Start of Data to examine
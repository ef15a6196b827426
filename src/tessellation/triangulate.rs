use std::collections::{HashMap, HashSet, VecDeque};

use spade::handles::{FixedFaceHandle, FixedVertexHandle, InnerTag};
use spade::{ConstrainedDelaunayTriangulation, InsertionError, Point2 as SpadePoint2, Triangulation};

use crate::error::TessellationError;
use crate::geometry::{Outline, VertexIndex};
use crate::math::Point2;

type Cdt = ConstrainedDelaunayTriangulation<SpadePoint2<f64>>;

/// Triangulates the region bounded by `outlines` with a constrained Delaunay
/// triangulation.
///
/// The outlines must be simple and mutually non-crossing, as produced by a
/// polygon union. A point is inside when it is enclosed by an odd number of
/// outlines, so holes are outlines nested in an outer one. Triangle corners
/// are appended to `vertices` once each; the returned indices refer to them
/// and wind counter-clockwise.
///
/// # Errors
///
/// Returns [`TessellationError::Failed`] if a vertex cannot be inserted or an
/// outline edge would cross an edge already constrained.
#[allow(clippy::cast_possible_truncation)]
pub(crate) fn triangulate_outlines(
    source: &[Point2],
    outlines: &[Outline],
    vertices: &mut Vec<Point2>,
) -> Result<Vec<u32>, TessellationError> {
    let mut cdt = Cdt::new();
    let mut handles: HashMap<VertexIndex, FixedVertexHandle> = HashMap::new();
    let mut loops = Vec::with_capacity(outlines.len());

    for outline in outlines {
        let ring = outline.vertex_loop();
        if ring.len() < 3 {
            continue;
        }
        let mut loop_handles = Vec::with_capacity(ring.len());
        for v in ring {
            let handle = match handles.get(&v) {
                Some(&h) => h,
                None => {
                    let p = source.get(v as usize).ok_or_else(|| {
                        TessellationError::Failed(format!("vertex {v} out of range"))
                    })?;
                    let h = cdt
                        .insert(SpadePoint2::new(f64::from(p.x), f64::from(p.y)))
                        .map_err(|e: InsertionError| {
                            TessellationError::Failed(format!("CDT insert: {e}"))
                        })?;
                    handles.insert(v, h);
                    h
                }
            };
            loop_handles.push(handle);
        }
        loops.push(loop_handles);
    }

    for loop_handles in &loops {
        insert_constraint_loop(&mut cdt, loop_handles)?;
    }

    let interior = classify_interior_faces(&cdt);
    let mut remap: HashMap<usize, u32> = HashMap::new();
    let mut triangles = Vec::with_capacity(interior.len() * 3);
    for face in cdt.inner_faces() {
        if !interior.contains(&face.fix().index()) {
            continue;
        }
        for vh in face.vertices() {
            let index = *remap.entry(vh.fix().index()).or_insert_with(|| {
                let position = vh.position();
                vertices.push(Point2::new(position.x as f32, position.y as f32));
                (vertices.len() - 1) as u32
            });
            triangles.push(index);
        }
    }
    Ok(triangles)
}

/// Constrains the closed loop `handles[0] → … → handles[0]`.
fn insert_constraint_loop(cdt: &mut Cdt, handles: &[FixedVertexHandle]) -> Result<(), TessellationError> {
    for (i, &from) in handles.iter().enumerate() {
        let to = handles[(i + 1) % handles.len()];
        if from == to {
            continue;
        }
        if !cdt.can_add_constraint(from, to) {
            return Err(TessellationError::Failed(format!(
                "constraint {} -> {} crosses an existing constraint",
                from.index(),
                to.index()
            )));
        }
        cdt.add_constraint(from, to);
    }
    Ok(())
}

/// Flood-fills the inner faces from the convex hull inwards, counting
/// constraint crossings. Faces reached after an odd number of crossings
/// are interior.
fn classify_interior_faces(cdt: &Cdt) -> HashSet<usize> {
    let mut interior = HashSet::new();
    let mut depths: HashMap<usize, u32> = HashMap::new();
    let mut queue: VecDeque<(FixedFaceHandle<InnerTag>, u32)> = VecDeque::new();

    let outer = cdt.outer_face().fix();
    for edge in cdt.directed_edges() {
        if edge.face().fix() != outer {
            continue;
        }
        if let Some(inner) = edge.rev().face().as_inner() {
            let index = inner.fix().index();
            if depths.contains_key(&index) {
                continue;
            }
            let depth = u32::from(cdt.is_constraint_edge(edge.as_undirected().fix()));
            depths.insert(index, depth);
            if depth % 2 == 1 {
                interior.insert(index);
            }
            queue.push_back((inner.fix(), depth));
        }
    }

    while let Some((face, depth)) = queue.pop_front() {
        for edge in cdt.face(face).adjacent_edges() {
            let Some(neighbor) = edge.rev().face().as_inner() else {
                continue;
            };
            let index = neighbor.fix().index();
            if depths.contains_key(&index) {
                continue;
            }
            let depth = depth + u32::from(cdt.is_constraint_edge(edge.as_undirected().fix()));
            depths.insert(index, depth);
            if depth % 2 == 1 {
                interior.insert(index);
            }
            queue.push_back((neighbor.fix(), depth));
        }
    }

    interior
}

#[cfg(test)]
#[allow(clippy::unwrap_used)]
mod tests {
    use super::*;
    use crate::math::predicates::determinant;
    use approx::assert_relative_eq;

    fn area(vertices: &[Point2], triangles: &[u32]) -> f64 {
        triangles
            .chunks_exact(3)
            .map(|t| {
                determinant(
                    &vertices[t[0] as usize],
                    &vertices[t[1] as usize],
                    &vertices[t[2] as usize],
                ) * 0.5
            })
            .sum()
    }

    #[test]
    fn rectangle_gives_two_triangles() {
        let source = vec![
            Point2::new(0.0, 0.0),
            Point2::new(4.0, 0.0),
            Point2::new(4.0, 2.0),
            Point2::new(0.0, 2.0),
        ];
        let outline = Outline::from_vertex_loop(&[0, 1, 2, 3], &source);
        let mut vertices = Vec::new();
        let triangles = triangulate_outlines(&source, &[outline], &mut vertices).unwrap();
        assert_eq!(triangles.len(), 6);
        assert_eq!(vertices.len(), 4);
        assert_relative_eq!(area(&vertices, &triangles), 8.0);
    }

    #[test]
    fn nested_outline_is_a_hole() {
        let source = vec![
            Point2::new(0.0, 0.0),
            Point2::new(4.0, 0.0),
            Point2::new(4.0, 4.0),
            Point2::new(0.0, 4.0),
            Point2::new(1.0, 1.0),
            Point2::new(1.0, 3.0),
            Point2::new(3.0, 3.0),
            Point2::new(3.0, 1.0),
        ];
        let outer = Outline::from_vertex_loop(&[0, 1, 2, 3], &source);
        let hole = Outline::from_vertex_loop(&[4, 5, 6, 7], &source);
        let mut vertices = Vec::new();
        let triangles = triangulate_outlines(&source, &[outer, hole], &mut vertices).unwrap();
        assert_eq!(vertices.len(), 8);
        assert_relative_eq!(area(&vertices, &triangles), 12.0);
    }

    #[test]
    fn crossing_outlines_are_rejected() {
        let source = vec![
            Point2::new(0.0, 0.0),
            Point2::new(2.0, 0.0),
            Point2::new(2.0, 2.0),
            Point2::new(0.0, 2.0),
            Point2::new(1.0, -1.0),
            Point2::new(3.0, 0.5),
            Point2::new(1.0, 3.0),
        ];
        let square = Outline::from_vertex_loop(&[0, 1, 2, 3], &source);
        let triangle = Outline::from_vertex_loop(&[4, 5, 6], &source);
        let mut vertices = Vec::new();
        let result = triangulate_outlines(&source, &[square, triangle], &mut vertices);
        assert!(matches!(result, Err(TessellationError::Failed(_))));
    }
}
End of Data to examine
Work request:
The required output is the exact run of lines from the beginning of the records to the line with "use crate::math::Point2;", that line included.

Response area:
repository ef15a6196b827426
filename src/tessellation/triangulate.rs
use std::collections::{HashMap, HashSet, VecDeque};

use spade::handles::{FixedFaceHandle, FixedVertexHandle, InnerTag};
use spade::{ConstrainedDelaunayTriangulation, InsertionError, Point2 as SpadePoint2, Triangulation};

use crate::error::TessellationError;
use crate::geometry::{Outline, VertexIndex};
use crate::math::Point2;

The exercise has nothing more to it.